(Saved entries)
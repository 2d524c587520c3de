//! Broker CSV export adapter.

use crate::domain::error::LedgerError;
use crate::domain::normalize::CellValue;
use crate::domain::transaction::Transaction;
use crate::ports::transaction_port::TransactionPort;
use std::fs::File;
use std::io::Read;
use std::path::PathBuf;

/// Rows with fewer fields than this are not ledger lines.
pub const MIN_FIELDS: usize = 8;

enum CsvSource {
    File(PathBuf),
    Text(String),
}

pub struct CsvTransactionAdapter {
    source: CsvSource,
    delimiter: u8,
}

impl CsvTransactionAdapter {
    pub fn new(path: PathBuf) -> Self {
        Self {
            source: CsvSource::File(path),
            delimiter: b',',
        }
    }

    pub fn from_string(content: &str) -> Self {
        Self {
            source: CsvSource::Text(content.to_string()),
            delimiter: b',',
        }
    }

    pub fn with_delimiter(mut self, delimiter: u8) -> Self {
        self.delimiter = delimiter;
        self
    }

    fn parse<R: Read>(&self, reader: R) -> Result<Vec<Transaction>, LedgerError> {
        let mut rdr = csv::ReaderBuilder::new()
            .has_headers(true)
            .flexible(true)
            .delimiter(self.delimiter)
            .from_reader(reader);

        let mut transactions = Vec::new();
        for (row, result) in rdr.byte_records().enumerate() {
            let record = result.map_err(|e| LedgerError::Input {
                reason: format!("CSV parse error at row {}: {}", row + 2, e),
            })?;

            let cells: Vec<CellValue> = record
                .iter()
                .map(|field| CellValue::from(String::from_utf8_lossy(field).as_ref()))
                .collect();
            if cells.len() < MIN_FIELDS || cells.iter().all(CellValue::is_empty) {
                log::debug!("row {}: {} fields, skipped", row + 2, cells.len());
                continue;
            }

            let index = transactions.len();
            transactions.push(Transaction::from_cells(index, &cells));
        }
        Ok(transactions)
    }
}

impl TransactionPort for CsvTransactionAdapter {
    fn load_transactions(&self) -> Result<Vec<Transaction>, LedgerError> {
        match &self.source {
            CsvSource::File(path) => {
                let file = File::open(path).map_err(|e| LedgerError::Input {
                    reason: format!("failed to read {}: {}", path.display(), e),
                })?;
                self.parse(file)
            }
            CsvSource::Text(content) => self.parse(content.as_bytes()),
        }
    }
}

#[cfg(test)]
mod tests {
    use super::*;
    use std::io::Write;
    use tempfile::NamedTempFile;

    const HEADER: &str =
        "Fecha,Hora,Fecha valor,Producto,ISIN,Descripción,Tipo,Variación,,Saldo,,ID Orden\n";

    fn create_temp_csv(content: &str) -> NamedTempFile {
        let mut file = NamedTempFile::new().unwrap();
        write!(file, "{}", content).unwrap();
        file
    }

    #[test]
    fn loads_rows_after_header() {
        let content = format!(
            "{HEADER}\
05-03-2024,10:15,05-03-2024,APPLE INC,US0378331005,\"Compra 10 Apple Inc@170,5 USD (US0378331005)\",,USD,\"-1.705,00\",USD,\"-1.705,00\",abc\n\
06-03-2024,09:00,06-03-2024,,,Ingreso,,EUR,\"2.000,00\",EUR,\"295,00\",\n"
        );
        let adapter = CsvTransactionAdapter::from_string(&content);
        let txs = adapter.load_transactions().unwrap();

        assert_eq!(txs.len(), 2);
        assert_eq!(txs[0].index, 0);
        assert_eq!(txs[0].date, "2024-03-05");
        assert_eq!(
            txs[0].description,
            "Compra 10 Apple Inc@170,5 USD (US0378331005)"
        );
        assert!((txs[0].amount + 1705.0).abs() < 1e-9);
        assert_eq!(txs[0].order_id, "abc");
        assert_eq!(txs[1].index, 1);
        assert!((txs[1].amount - 2000.0).abs() < 1e-9);
    }

    #[test]
    fn short_and_blank_rows_are_skipped() {
        let content = format!("{HEADER}a,b,c\n,,,,,,,,,,,\n01-01-2024,,,X,,Ingreso,,EUR,1,EUR,1,\n");
        let txs = CsvTransactionAdapter::from_string(&content)
            .load_transactions()
            .unwrap();
        assert_eq!(txs.len(), 1);
        assert_eq!(txs[0].product, "X");
        assert_eq!(txs[0].index, 0);
    }

    #[test]
    fn semicolon_delimiter() {
        let content = "h\n01-01-2024;;;X;;Ingreso;;EUR;5;EUR;5;\n";
        let txs = CsvTransactionAdapter::from_string(content)
            .with_delimiter(b';')
            .load_transactions()
            .unwrap();
        assert_eq!(txs.len(), 1);
        assert_eq!(txs[0].amount, 5.0);
    }

    #[test]
    fn reads_from_file() {
        let file = create_temp_csv(&format!("{HEADER}01-01-2024,,,X,,Ingreso,,EUR,1,EUR,1,\n"));
        let adapter = CsvTransactionAdapter::new(file.path().to_path_buf());
        assert_eq!(adapter.load_transactions().unwrap().len(), 1);
    }

    #[test]
    fn missing_file_is_input_error() {
        let adapter = CsvTransactionAdapter::new(PathBuf::from("/nonexistent/ledger.csv"));
        assert!(matches!(
            adapter.load_transactions(),
            Err(LedgerError::Input { .. })
        ));
    }
}
//! CSV output for derived views.

use std::io::Write;

use crate::domain::deposits::DepositSeries;
use crate::domain::dividend::{CurrencySummary, DividendGroup, ProductSummary};
use crate::domain::dividend_yield::ProductYield;
use crate::domain::error::LedgerError;
use crate::domain::holdings::InstrumentTimeline;
use crate::domain::ledger::{Ledger, SaleSimulation};
use crate::domain::reconcile::TradeReport;
use crate::ports::config_port::ConfigPort;
use crate::ports::report_port::ReportPort;

pub const DEFAULT_DECIMALS: usize = 4;

pub struct CsvReportAdapter {
    decimals: usize,
}

impl Default for CsvReportAdapter {
    fn default() -> Self {
        Self::new(DEFAULT_DECIMALS)
    }
}

impl CsvReportAdapter {
    pub fn new(decimals: usize) -> Self {
        Self { decimals }
    }

    /// Reads `[report] decimals`; negative values fall back to the default.
    pub fn from_config(config: &dyn ConfigPort) -> Self {
        let decimals = config.get_int("report", "decimals", DEFAULT_DECIMALS as i64);
        Self::new(usize::try_from(decimals).unwrap_or(DEFAULT_DECIMALS))
    }

    fn num(&self, value: f64) -> String {
        format!("{:.*}", self.decimals, value)
    }

    fn opt(&self, value: Option<f64>) -> String {
        value.map(|v| self.num(v)).unwrap_or_default()
    }
}

fn write_table(
    out: &mut dyn Write,
    header: &[&str],
    rows: Vec<Vec<String>>,
) -> Result<(), LedgerError> {
    let mut wtr = csv::Writer::from_writer(out);
    wtr.write_record(header).map_err(std::io::Error::from)?;
    for row in rows {
        wtr.write_record(&row).map_err(std::io::Error::from)?;
    }
    wtr.flush()?;
    Ok(())
}

impl ReportPort for CsvReportAdapter {
    fn write_positions(&self, ledger: &Ledger, out: &mut dyn Write) -> Result<(), LedgerError> {
        let mut rows = Vec::new();
        for pos in ledger.iter() {
            for entry in &pos.history {
                rows.push(vec![
                    pos.key.clone(),
                    pos.label().to_string(),
                    pos.isin.clone(),
                    entry.date.clone(),
                    entry.time.clone().unwrap_or_default(),
                    entry.action.to_string(),
                    self.num(entry.quantity),
                    self.num(entry.requested_quantity),
                    self.num(entry.unfilled_quantity),
                    self.num(entry.price),
                    entry.currency.clone(),
                    self.opt(entry.avg_sale),
                    self.num(entry.avg_position),
                    self.opt(entry.profit_loss),
                    entry.order_id.clone().unwrap_or_default(),
                ]);
            }
        }
        write_table(
            out,
            &[
                "key",
                "product",
                "isin",
                "date",
                "time",
                "action",
                "quantity",
                "requested",
                "unfilled",
                "price",
                "currency",
                "avg_sale",
                "avg_position",
                "profit_loss",
                "order_id",
            ],
            rows,
        )
    }

    fn write_trades(&self, report: &TradeReport, out: &mut dyn Write) -> Result<(), LedgerError> {
        let mut rows = Vec::new();
        for product in &report.products {
            for row in &product.rows {
                rows.push(vec![
                    product.product.clone(),
                    product.isin.clone(),
                    row.date.clone(),
                    row.time.clone(),
                    row.action.to_string(),
                    self.num(row.quantity),
                    self.num(row.price),
                    row.currency.clone(),
                    self.num(row.total),
                    self.opt(row.avg_sale),
                    self.opt(row.avg_position),
                    self.opt(row.profit_loss),
                ]);
            }
        }
        write_table(
            out,
            &[
                "product",
                "isin",
                "date",
                "time",
                "action",
                "quantity",
                "price",
                "currency",
                "total",
                "avg_sale",
                "avg_position",
                "profit_loss",
            ],
            rows,
        )
    }

    fn write_dividends(
        &self,
        groups: &[&DividendGroup],
        out: &mut dyn Write,
    ) -> Result<(), LedgerError> {
        let mut rows = Vec::new();
        for group in groups {
            let currencies: Vec<&str> =
                group.per_currency.iter().map(|(c, _)| c.as_str()).collect();
            rows.push(vec![
                group.effective_date().to_string(),
                group.product.clone(),
                group.isin.clone(),
                group.order_id.clone(),
                currencies.join(" "),
                self.num(group.gross),
                self.num(group.withholding),
                self.num(group.net),
                self.num(group.net_base_approx),
            ]);
        }
        write_table(
            out,
            &[
                "value_date",
                "product",
                "isin",
                "order_id",
                "currencies",
                "gross",
                "withholding",
                "net",
                "net_base_approx",
            ],
            rows,
        )
    }

    fn write_currency_summary(
        &self,
        rows: &[CurrencySummary],
        out: &mut dyn Write,
    ) -> Result<(), LedgerError> {
        let rows = rows
            .iter()
            .map(|r| {
                vec![
                    r.currency.clone(),
                    self.num(r.gross),
                    self.num(r.withholding),
                    self.num(r.net),
                ]
            })
            .collect();
        write_table(out, &["currency", "gross", "withholding", "net"], rows)
    }

    fn write_product_summary(
        &self,
        rows: &[ProductSummary],
        out: &mut dyn Write,
    ) -> Result<(), LedgerError> {
        let rows = rows
            .iter()
            .map(|r| {
                vec![
                    r.product.clone(),
                    r.isin.clone(),
                    r.events.to_string(),
                    r.currency.clone().unwrap_or_default(),
                    self.num(r.gross),
                    self.num(r.withholding),
                    self.num(r.net),
                ]
            })
            .collect();
        write_table(
            out,
            &["product", "isin", "events", "currency", "gross", "withholding", "net"],
            rows,
        )
    }

    fn write_yields(
        &self,
        yields: &[ProductYield],
        out: &mut dyn Write,
    ) -> Result<(), LedgerError> {
        let mut rows = Vec::new();
        for product in yields {
            for year in &product.years {
                let last = year.samples.last();
                rows.push(vec![
                    product.product.clone(),
                    product.isin.clone(),
                    product.currency.clone().unwrap_or_default(),
                    year.year.to_string(),
                    year.events.to_string(),
                    self.num(year.gross),
                    self.num(year.withholding),
                    self.num(year.net),
                    self.num(last.map_or(0.0, |s| s.shares)),
                    self.num(year.dividend_per_share),
                    self.num(year.average_cost),
                    self.num(year.yield_pct),
                ]);
            }
        }
        write_table(
            out,
            &[
                "product",
                "isin",
                "currency",
                "year",
                "events",
                "gross",
                "withholding",
                "net",
                "shares",
                "dividend_per_share",
                "average_cost",
                "yield_pct",
            ],
            rows,
        )
    }

    fn write_timeline(
        &self,
        instruments: &[&InstrumentTimeline],
        out: &mut dyn Write,
    ) -> Result<(), LedgerError> {
        let mut rows = Vec::new();
        for instrument in instruments {
            for snap in &instrument.snapshots {
                rows.push(vec![
                    instrument.key.clone(),
                    instrument.product_name.clone(),
                    instrument.currency.clone(),
                    snap.date.format("%Y-%m-%d").to_string(),
                    self.num(snap.shares),
                    self.num(snap.cost),
                ]);
            }
        }
        write_table(
            out,
            &["key", "product", "currency", "date", "shares", "cost"],
            rows,
        )
    }

    fn write_simulation(
        &self,
        simulation: &SaleSimulation,
        out: &mut dyn Write,
    ) -> Result<(), LedgerError> {
        let rows = simulation
            .consumed
            .iter()
            .enumerate()
            .map(|(i, lot)| {
                vec![
                    (i + 1).to_string(),
                    self.num(lot.shares),
                    self.num(lot.price),
                    self.num(lot.cost),
                ]
            })
            .collect();
        write_table(out, &["lot", "shares", "price", "cost"], rows)
    }

    fn write_deposits(
        &self,
        series: &DepositSeries,
        out: &mut dyn Write,
    ) -> Result<(), LedgerError> {
        let rows = series
            .points
            .iter()
            .map(|p| vec![p.date.clone(), self.num(p.amount), self.num(p.cumulative)])
            .collect();
        write_table(out, &["date", "amount", "cumulative"], rows)
    }
}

• **PROBLEM STATEMENT**
Repeat only what lies between the first line of the data and the line containing "fn load_transactions(&self) ->", both of those lines included, exactly as it stands.

• **RESPONSE TO THIS TASK**
repository 2d524c587520c3de
//! Broker CSV export adapter.

use crate::domain::error::LedgerError;
use crate::domain::normalize::CellValue;
use crate::domain::transaction::Transaction;
use crate::ports::transaction_port::TransactionPort;
use std::fs::File;
use std::io::Read;
use std::path::PathBuf;

/// Rows with fewer fields than this are not ledger lines.
pub const MIN_FIELDS: usize = 8;

enum CsvSource {
    File(PathBuf),
    Text(String),
}

pub struct CsvTransactionAdapter {
    source: CsvSource,
    delimiter: u8,
}

impl CsvTransactionAdapter {
    pub fn new(path: PathBuf) -> Self {
        Self {
            source: CsvSource::File(path),
            delimiter: b',',
        }
    }

    pub fn from_string(content: &str) -> Self {
        Self {
            source: CsvSource::Text(content.to_string()),
            delimiter: b',',
        }
    }

    pub fn with_delimiter(mut self, delimiter: u8) -> Self {
        self.delimiter = delimiter;
        self
    }

    fn parse<R: Read>(&self, reader: R) -> Result<Vec<Transaction>, LedgerError> {
        let mut rdr = csv::ReaderBuilder::new()
            .has_headers(true)
            .flexible(true)
            .delimiter(self.delimiter)
            .from_reader(reader);

        let mut transactions = Vec::new();
        for (row, result) in rdr.byte_records().enumerate() {
            let record = result.map_err(|e| LedgerError::Input {
                reason: format!("CSV parse error at row {}: {}", row + 2, e),
            })?;

            let cells: Vec<CellValue> = record
                .iter()
                .map(|field| CellValue::from(String::from_utf8_lossy(field).as_ref()))
                .collect();
            if cells.len() < MIN_FIELDS || cells.iter().all(CellValue::is_empty) {
                log::debug!("row {}: {} fields, skipped", row + 2, cells.len());
                continue;
            }

            let index = transactions.len();
            transactions.push(Transaction::from_cells(index, &cells));
        }
        Ok(transactions)
    }
}

impl TransactionPort for CsvTransactionAdapter {
    fn load_transactions(&self) -> Result<Vec<Transaction>, LedgerError> {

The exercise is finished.